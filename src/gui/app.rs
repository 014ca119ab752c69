//! Board window implemented with egui/eframe

use std::sync::Arc;
use std::thread;
use std::time::{Duration, Instant};

use anyhow::{Context, Result, anyhow};
use eframe::{NativeOptions, egui};
use tokio::runtime::Handle;
use tokio::sync::{mpsc, oneshot};
use tracing::{error, info, warn};

use super::canvas;
use super::constants::*;
use super::element_panel::{self, ElementPanelState, UploadRequest, UploadTarget};
use crate::board::{Board, PollingContext};
use crate::client::MeerkatClient;
use crate::config::Settings;
use crate::poller::{PollEvent, PollerDeps};
use crate::sound::SoundPlayer;

#[derive(Debug, Clone, Copy, PartialEq, Eq)]
pub enum Mode {
    Edit,
    View,
}

struct StatusMessage {
    text: String,
    color: egui::Color32,
}

/// Current-thread tokio runtime driven from a background thread
///
/// Pollers and HTTP requests run here while the UI thread belongs to
/// eframe. Dropping it stops the runtime and joins the thread.
pub struct RuntimeThread {
    handle: Handle,
    stop: Option<oneshot::Sender<()>>,
    thread: Option<thread::JoinHandle<()>>,
}

impl RuntimeThread {
    pub fn start() -> Result<Self> {
        let runtime = tokio::runtime::Builder::new_current_thread()
            .enable_all()
            .build()
            .context("Failed to build tokio runtime")?;
        let handle = runtime.handle().clone();
        let (stop, stopped) = oneshot::channel::<()>();

        let thread = thread::Builder::new()
            .name("board-runtime".to_string())
            .spawn(move || {
                let _ = runtime.block_on(stopped);
            })
            .context("Failed to spawn runtime thread")?;

        Ok(Self {
            handle,
            stop: Some(stop),
            thread: Some(thread),
        })
    }

    pub fn handle(&self) -> &Handle {
        &self.handle
    }
}

impl Drop for RuntimeThread {
    fn drop(&mut self) {
        if let Some(stop) = self.stop.take() {
            let _ = stop.send(());
        }
        if let Some(thread) = self.thread.take()
            && thread.join().is_err()
        {
            error!("Runtime thread panicked");
        }
    }
}

struct BoardApp {
    board: Board,
    mode: Mode,
    events: mpsc::UnboundedReceiver<PollEvent>,
    client: MeerkatClient,
    panel: ElementPanelState,
    status_message: Option<StatusMessage>,
    failure: Option<(String, Instant)>,
    pending_save: Option<oneshot::Receiver<Result<String>>>,
    pending_uploads: Vec<(UploadTarget, oneshot::Receiver<Result<String>>)>,
    dirty: bool,
    // Declared last: pollers on the board are cancelled before the runtime stops
    runtime: RuntimeThread,
}

impl BoardApp {
    fn drain_events(&mut self) {
        while let Ok(event) = self.events.try_recv() {
            if let Some(message) = self.board.apply_event(event) {
                self.failure = Some((message, Instant::now()));
            }
        }
        if self
            .failure
            .as_ref()
            .is_some_and(|(_, since)| since.elapsed() >= Duration::from_secs(FAILURE_FLASH_SECS))
        {
            self.failure = None;
        }
    }

    fn start_save(&mut self) {
        if self.pending_save.is_some() {
            return;
        }
        let client = self.client.clone();
        let dashboard = self.board.dashboard().clone();
        let (tx, rx) = oneshot::channel();
        self.runtime.handle().spawn(async move {
            let result = client.save_dashboard(&dashboard.slug, &dashboard).await;
            let _ = tx.send(result);
        });
        self.pending_save = Some(rx);
        self.status_message = Some(StatusMessage {
            text: "Saving...".to_string(),
            color: STATUS_OK,
        });
    }

    fn poll_save(&mut self) {
        let Some(pending) = self.pending_save.as_mut() else {
            return;
        };
        let outcome = match pending.try_recv() {
            Ok(outcome) => outcome,
            Err(oneshot::error::TryRecvError::Empty) => return,
            Err(oneshot::error::TryRecvError::Closed) => Err(anyhow!("save task was dropped")),
        };
        self.pending_save = None;
        self.status_message = Some(match outcome {
            Ok(slug) => {
                self.dirty = false;
                self.board.set_slug(&slug);
                StatusMessage {
                    text: format!("Saved as '{slug}'"),
                    color: STATUS_OK,
                }
            }
            Err(err) => {
                error!(error = ?err, "Failed to save dashboard");
                StatusMessage {
                    text: format!("Save failed: {err:#}"),
                    color: STATUS_ERROR,
                }
            }
        });
    }

    fn start_upload(&mut self, request: UploadRequest) {
        let client = self.client.clone();
        let (tx, rx) = oneshot::channel();
        let path = request.path;
        self.runtime.handle().spawn(async move {
            let _ = tx.send(client.upload_file(&path).await);
        });
        self.pending_uploads.push((request.target, rx));
        self.status_message = Some(StatusMessage {
            text: "Uploading...".to_string(),
            color: STATUS_OK,
        });
    }

    fn poll_uploads(&mut self) {
        let mut finished = Vec::new();
        self.pending_uploads.retain_mut(|(target, rx)| match rx.try_recv() {
            Err(oneshot::error::TryRecvError::Empty) => true,
            Ok(outcome) => {
                finished.push((*target, outcome));
                false
            }
            Err(oneshot::error::TryRecvError::Closed) => {
                finished.push((*target, Err(anyhow!("upload task was dropped"))));
                false
            }
        });

        for (target, outcome) in finished {
            self.status_message = Some(match outcome {
                Ok(url) => {
                    if target.apply(&mut self.board, &url) {
                        self.dirty = true;
                    }
                    self.panel.refresh_dashboard(self.board.dashboard());
                    StatusMessage {
                        text: format!("Uploaded {url}"),
                        color: STATUS_OK,
                    }
                }
                Err(err) => {
                    error!(error = ?err, "Upload failed");
                    StatusMessage {
                        text: format!("Upload failed: {err:#}"),
                        color: STATUS_ERROR,
                    }
                }
            });
        }
    }

    fn toolbar(&mut self, ui: &mut egui::Ui) {
        ui.horizontal(|ui| {
            ui.heading(&self.board.dashboard().title);
            if self.mode == Mode::Edit {
                ui.add_space(SECTION_SPACING);
                let label = if self.dirty { "Save *" } else { "Save" };
                if ui
                    .add_enabled(self.pending_save.is_none(), egui::Button::new(label))
                    .clicked()
                {
                    self.start_save();
                }
            }
            if let Some(message) = &self.status_message {
                ui.colored_label(message.color, &message.text);
            }
        });
        if let Some((message, _)) = &self.failure {
            ui.colored_label(STATUS_ERROR, format!("This dashboard isn't updating: {message}"));
        }
    }
}

impl eframe::App for BoardApp {
    fn update(&mut self, ctx: &egui::Context, _frame: &mut eframe::Frame) {
        self.drain_events();
        self.poll_save();
        self.poll_uploads();

        egui::TopBottomPanel::top("toolbar").show(ctx, |ui| {
            ui.add_space(PADDING);
            self.toolbar(ui);
            ui.add_space(PADDING);
        });

        if self.mode == Mode::Edit {
            egui::SidePanel::left("elements")
                .default_width(ELEMENT_PANEL_WIDTH)
                .show(ctx, |ui| {
                    let output = egui::ScrollArea::vertical()
                        .show(ui, |ui| element_panel::ui(ui, &mut self.board, &mut self.panel))
                        .inner;
                    self.dirty |= output.changed;
                    if let Some(request) = output.upload {
                        self.start_upload(request);
                    }
                });
        }

        egui::CentralPanel::default().show(ctx, |ui| {
            let available = ui.available_rect_before_wrap();
            let canvas_rect = canvas::fit_aspect(available, self.board.dashboard().aspect_ratio());
            ui.allocate_rect(canvas_rect, egui::Sense::click_and_drag());

            let editing = self.mode == Mode::Edit;
            if editing && canvas::route_pointer(ctx, &mut self.board, canvas_rect) {
                self.dirty = true;
            }
            canvas::paint(&ui.painter_at(canvas_rect), &self.board, canvas_rect, editing);
        });

        ctx.request_repaint_after(Duration::from_millis(REPAINT_INTERVAL_MS));
    }

    fn on_exit(&mut self, _gl: Option<&eframe::glow::Context>) {
        if self.dirty {
            warn!(slug = %self.board.dashboard().slug, "Exiting with unsaved changes");
        }
        self.board.unmount();
        info!("Board window exiting");
    }
}

/// Load a dashboard and open it in a window until closed
pub fn run_board(
    settings: &Settings,
    client: MeerkatClient,
    player: Arc<dyn SoundPlayer>,
    slug: &str,
    mode: Mode,
) -> Result<()> {
    let runtime = RuntimeThread::start()?;
    let dashboard = runtime.handle().block_on(client.get_dashboard(slug))?;
    info!(%slug, title = %dashboard.title, ?mode, "Opening dashboard");

    let (tx, events) = mpsc::unbounded_channel();
    let polling = PollingContext {
        runtime: runtime.handle().clone(),
        deps: PollerDeps {
            source: Arc::new(client.clone()),
            player,
            events: tx,
            config: settings.poller_config(),
        },
    };
    let board = Board::new(dashboard, Some(polling));

    let title = format!("{} - wallboard", board.dashboard().title);
    let options = NativeOptions {
        viewport: egui::ViewportBuilder::default()
            .with_inner_size([f32::from(settings.window_width), f32::from(settings.window_height)])
            .with_min_inner_size([WINDOW_MIN_WIDTH, WINDOW_MIN_HEIGHT])
            .with_title(&title),
        ..Default::default()
    };

    let panel = ElementPanelState::new(board.dashboard());
    let app = BoardApp {
        board,
        mode,
        events,
        client,
        panel,
        status_message: None,
        failure: None,
        pending_save: None,
        pending_uploads: Vec::new(),
        dirty: false,
        runtime,
    };

    eframe::run_native("wallboard", options, Box::new(|_cc| Ok(Box::new(app))))
        .map_err(|err| anyhow!("Failed to launch board window: {err}"))
}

==============================

Go through the listing and copy each line that includes the string "PollerDeps".

= Exercise result =
use crate::poller::{PollEvent, PollerDeps};
        deps: PollerDeps {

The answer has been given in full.